Stored items from a collection
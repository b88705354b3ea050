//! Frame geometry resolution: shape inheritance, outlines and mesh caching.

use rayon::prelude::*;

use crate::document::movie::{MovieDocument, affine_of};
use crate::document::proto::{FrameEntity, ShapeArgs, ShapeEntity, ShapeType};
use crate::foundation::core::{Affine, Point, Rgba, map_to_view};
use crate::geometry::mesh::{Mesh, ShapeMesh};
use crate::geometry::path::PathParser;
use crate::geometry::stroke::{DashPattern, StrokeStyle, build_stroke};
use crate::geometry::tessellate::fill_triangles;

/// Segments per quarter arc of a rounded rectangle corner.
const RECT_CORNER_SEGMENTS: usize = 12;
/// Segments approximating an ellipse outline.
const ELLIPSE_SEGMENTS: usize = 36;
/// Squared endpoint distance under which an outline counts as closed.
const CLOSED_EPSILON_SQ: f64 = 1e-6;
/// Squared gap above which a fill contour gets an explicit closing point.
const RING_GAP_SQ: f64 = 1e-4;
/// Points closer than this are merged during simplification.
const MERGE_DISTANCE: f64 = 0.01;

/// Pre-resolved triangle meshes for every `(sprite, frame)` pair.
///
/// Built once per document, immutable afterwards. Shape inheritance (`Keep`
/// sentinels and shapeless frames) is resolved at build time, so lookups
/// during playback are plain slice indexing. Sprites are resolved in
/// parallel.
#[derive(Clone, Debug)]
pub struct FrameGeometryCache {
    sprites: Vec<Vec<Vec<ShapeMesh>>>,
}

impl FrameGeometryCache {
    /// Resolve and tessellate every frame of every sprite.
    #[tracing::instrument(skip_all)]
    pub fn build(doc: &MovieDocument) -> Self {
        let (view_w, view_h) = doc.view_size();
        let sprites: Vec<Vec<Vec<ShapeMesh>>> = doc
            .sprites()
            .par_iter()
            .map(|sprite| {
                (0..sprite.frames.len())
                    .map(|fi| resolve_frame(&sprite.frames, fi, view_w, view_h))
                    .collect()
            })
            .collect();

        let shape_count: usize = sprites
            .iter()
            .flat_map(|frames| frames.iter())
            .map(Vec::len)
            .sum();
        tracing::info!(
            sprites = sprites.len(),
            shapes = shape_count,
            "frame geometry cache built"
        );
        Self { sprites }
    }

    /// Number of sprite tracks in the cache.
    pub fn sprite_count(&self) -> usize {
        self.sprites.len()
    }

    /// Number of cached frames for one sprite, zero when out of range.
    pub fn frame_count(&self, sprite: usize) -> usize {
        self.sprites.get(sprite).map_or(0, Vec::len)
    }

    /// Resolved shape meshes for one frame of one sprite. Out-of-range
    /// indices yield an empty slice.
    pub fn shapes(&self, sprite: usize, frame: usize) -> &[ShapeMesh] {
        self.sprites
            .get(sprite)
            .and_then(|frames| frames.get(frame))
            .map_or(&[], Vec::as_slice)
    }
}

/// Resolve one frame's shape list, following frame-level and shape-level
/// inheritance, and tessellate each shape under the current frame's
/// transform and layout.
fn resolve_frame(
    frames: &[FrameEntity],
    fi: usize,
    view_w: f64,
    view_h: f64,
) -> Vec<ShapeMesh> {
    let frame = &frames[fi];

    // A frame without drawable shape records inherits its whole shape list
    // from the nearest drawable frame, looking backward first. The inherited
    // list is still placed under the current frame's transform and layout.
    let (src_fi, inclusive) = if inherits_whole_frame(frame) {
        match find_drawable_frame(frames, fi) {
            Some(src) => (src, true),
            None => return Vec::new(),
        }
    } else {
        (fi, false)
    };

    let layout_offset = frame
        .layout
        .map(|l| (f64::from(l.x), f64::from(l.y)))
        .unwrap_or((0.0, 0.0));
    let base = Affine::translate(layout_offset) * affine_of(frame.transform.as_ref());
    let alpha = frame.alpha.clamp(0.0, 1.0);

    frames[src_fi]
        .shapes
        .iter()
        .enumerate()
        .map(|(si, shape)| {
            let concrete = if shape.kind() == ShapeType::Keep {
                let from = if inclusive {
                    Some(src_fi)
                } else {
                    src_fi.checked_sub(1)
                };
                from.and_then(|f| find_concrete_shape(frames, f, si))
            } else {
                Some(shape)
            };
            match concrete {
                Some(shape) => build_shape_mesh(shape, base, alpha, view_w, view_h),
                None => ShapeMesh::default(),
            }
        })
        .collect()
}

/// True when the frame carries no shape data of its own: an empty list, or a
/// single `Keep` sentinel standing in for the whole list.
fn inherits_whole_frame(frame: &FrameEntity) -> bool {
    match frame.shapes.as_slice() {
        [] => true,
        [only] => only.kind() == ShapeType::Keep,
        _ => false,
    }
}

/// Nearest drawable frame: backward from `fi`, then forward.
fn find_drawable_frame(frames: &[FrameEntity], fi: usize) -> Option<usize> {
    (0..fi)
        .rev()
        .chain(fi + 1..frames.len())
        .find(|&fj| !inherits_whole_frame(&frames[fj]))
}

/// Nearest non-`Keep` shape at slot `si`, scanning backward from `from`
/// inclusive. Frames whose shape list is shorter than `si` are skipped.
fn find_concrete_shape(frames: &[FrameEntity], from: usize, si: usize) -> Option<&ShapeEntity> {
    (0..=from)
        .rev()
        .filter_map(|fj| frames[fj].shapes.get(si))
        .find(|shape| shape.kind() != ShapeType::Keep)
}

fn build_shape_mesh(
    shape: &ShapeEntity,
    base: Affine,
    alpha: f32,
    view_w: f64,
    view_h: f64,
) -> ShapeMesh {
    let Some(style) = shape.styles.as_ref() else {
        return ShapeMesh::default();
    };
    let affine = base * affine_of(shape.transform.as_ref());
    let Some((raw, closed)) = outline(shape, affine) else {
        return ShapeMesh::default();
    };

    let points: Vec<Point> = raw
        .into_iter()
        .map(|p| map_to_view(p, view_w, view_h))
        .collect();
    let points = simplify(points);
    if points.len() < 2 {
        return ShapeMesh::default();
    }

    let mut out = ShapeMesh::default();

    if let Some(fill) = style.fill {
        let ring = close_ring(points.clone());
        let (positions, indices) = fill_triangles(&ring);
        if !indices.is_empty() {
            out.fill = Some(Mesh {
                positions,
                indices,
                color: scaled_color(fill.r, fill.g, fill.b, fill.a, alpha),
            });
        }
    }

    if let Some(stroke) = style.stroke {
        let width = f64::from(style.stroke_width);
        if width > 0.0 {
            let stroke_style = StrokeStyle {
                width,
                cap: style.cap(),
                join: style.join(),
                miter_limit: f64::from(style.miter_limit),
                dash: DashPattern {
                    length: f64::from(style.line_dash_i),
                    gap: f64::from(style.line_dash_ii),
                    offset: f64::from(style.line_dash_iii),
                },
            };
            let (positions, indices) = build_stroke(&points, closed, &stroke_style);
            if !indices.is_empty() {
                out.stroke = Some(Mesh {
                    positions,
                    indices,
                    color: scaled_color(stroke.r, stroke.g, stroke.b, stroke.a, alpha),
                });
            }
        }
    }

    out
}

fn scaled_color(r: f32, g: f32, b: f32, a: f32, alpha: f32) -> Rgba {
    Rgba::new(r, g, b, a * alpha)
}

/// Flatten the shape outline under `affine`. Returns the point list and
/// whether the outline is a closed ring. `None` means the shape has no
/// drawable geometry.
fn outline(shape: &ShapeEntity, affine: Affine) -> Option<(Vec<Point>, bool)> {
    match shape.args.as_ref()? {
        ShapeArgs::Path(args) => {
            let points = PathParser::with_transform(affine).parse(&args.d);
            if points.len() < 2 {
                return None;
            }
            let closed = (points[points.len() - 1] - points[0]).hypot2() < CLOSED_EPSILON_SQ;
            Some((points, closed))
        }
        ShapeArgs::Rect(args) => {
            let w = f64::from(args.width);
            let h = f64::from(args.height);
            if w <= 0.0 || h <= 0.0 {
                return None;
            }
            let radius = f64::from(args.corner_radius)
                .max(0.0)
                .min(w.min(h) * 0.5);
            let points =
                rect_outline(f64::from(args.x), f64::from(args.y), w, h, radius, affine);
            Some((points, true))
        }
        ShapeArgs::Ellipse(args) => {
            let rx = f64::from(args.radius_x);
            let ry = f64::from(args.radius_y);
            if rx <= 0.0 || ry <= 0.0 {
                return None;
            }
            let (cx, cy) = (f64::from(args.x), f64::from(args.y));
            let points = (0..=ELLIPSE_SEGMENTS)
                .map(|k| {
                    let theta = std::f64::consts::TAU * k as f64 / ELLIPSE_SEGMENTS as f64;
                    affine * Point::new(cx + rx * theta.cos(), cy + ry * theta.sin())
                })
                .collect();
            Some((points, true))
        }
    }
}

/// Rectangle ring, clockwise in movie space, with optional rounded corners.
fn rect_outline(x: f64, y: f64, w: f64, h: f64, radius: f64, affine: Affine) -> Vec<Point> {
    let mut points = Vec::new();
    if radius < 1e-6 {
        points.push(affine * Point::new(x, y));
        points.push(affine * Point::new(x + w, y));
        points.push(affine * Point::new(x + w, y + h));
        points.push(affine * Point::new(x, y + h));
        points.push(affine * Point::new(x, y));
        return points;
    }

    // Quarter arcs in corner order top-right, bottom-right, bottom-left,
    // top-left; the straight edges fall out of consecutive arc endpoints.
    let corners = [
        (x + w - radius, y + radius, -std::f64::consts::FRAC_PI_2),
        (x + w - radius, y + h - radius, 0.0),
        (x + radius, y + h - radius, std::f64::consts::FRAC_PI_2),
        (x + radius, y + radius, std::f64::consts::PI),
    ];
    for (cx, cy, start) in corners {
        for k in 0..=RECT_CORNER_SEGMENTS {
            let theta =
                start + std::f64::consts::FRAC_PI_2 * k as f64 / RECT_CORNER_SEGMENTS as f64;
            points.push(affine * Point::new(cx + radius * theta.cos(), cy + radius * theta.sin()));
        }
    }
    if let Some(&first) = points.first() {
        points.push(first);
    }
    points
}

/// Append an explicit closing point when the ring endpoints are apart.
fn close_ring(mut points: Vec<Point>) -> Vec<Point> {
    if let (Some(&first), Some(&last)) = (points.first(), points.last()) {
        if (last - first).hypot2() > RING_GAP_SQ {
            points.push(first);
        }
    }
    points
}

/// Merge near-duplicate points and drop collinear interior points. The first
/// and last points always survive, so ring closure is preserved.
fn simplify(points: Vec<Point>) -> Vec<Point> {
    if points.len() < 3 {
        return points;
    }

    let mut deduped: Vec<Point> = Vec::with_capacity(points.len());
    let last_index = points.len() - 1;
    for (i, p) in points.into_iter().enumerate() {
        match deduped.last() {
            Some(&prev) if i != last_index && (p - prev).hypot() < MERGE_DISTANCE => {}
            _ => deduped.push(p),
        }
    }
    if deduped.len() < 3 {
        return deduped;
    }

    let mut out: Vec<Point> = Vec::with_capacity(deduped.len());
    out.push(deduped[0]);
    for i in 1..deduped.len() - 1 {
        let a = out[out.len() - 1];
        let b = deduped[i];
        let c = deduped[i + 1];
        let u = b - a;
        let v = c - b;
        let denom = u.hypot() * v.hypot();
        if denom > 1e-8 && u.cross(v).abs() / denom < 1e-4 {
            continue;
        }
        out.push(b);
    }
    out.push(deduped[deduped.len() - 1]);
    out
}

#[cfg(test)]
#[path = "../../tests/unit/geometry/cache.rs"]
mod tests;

• What you have to do:
If a line of the data holds the string "theta", list it.

• Problem solution:
                    let theta = std::f64::consts::TAU * k as f64 / ELLIPSE_SEGMENTS as f64;
                    affine * Point::new(cx + rx * theta.cos(), cy + ry * theta.sin())
            let theta =
            points.push(affine * Point::new(cx + radius * theta.cos(), cy + radius * theta.sin()));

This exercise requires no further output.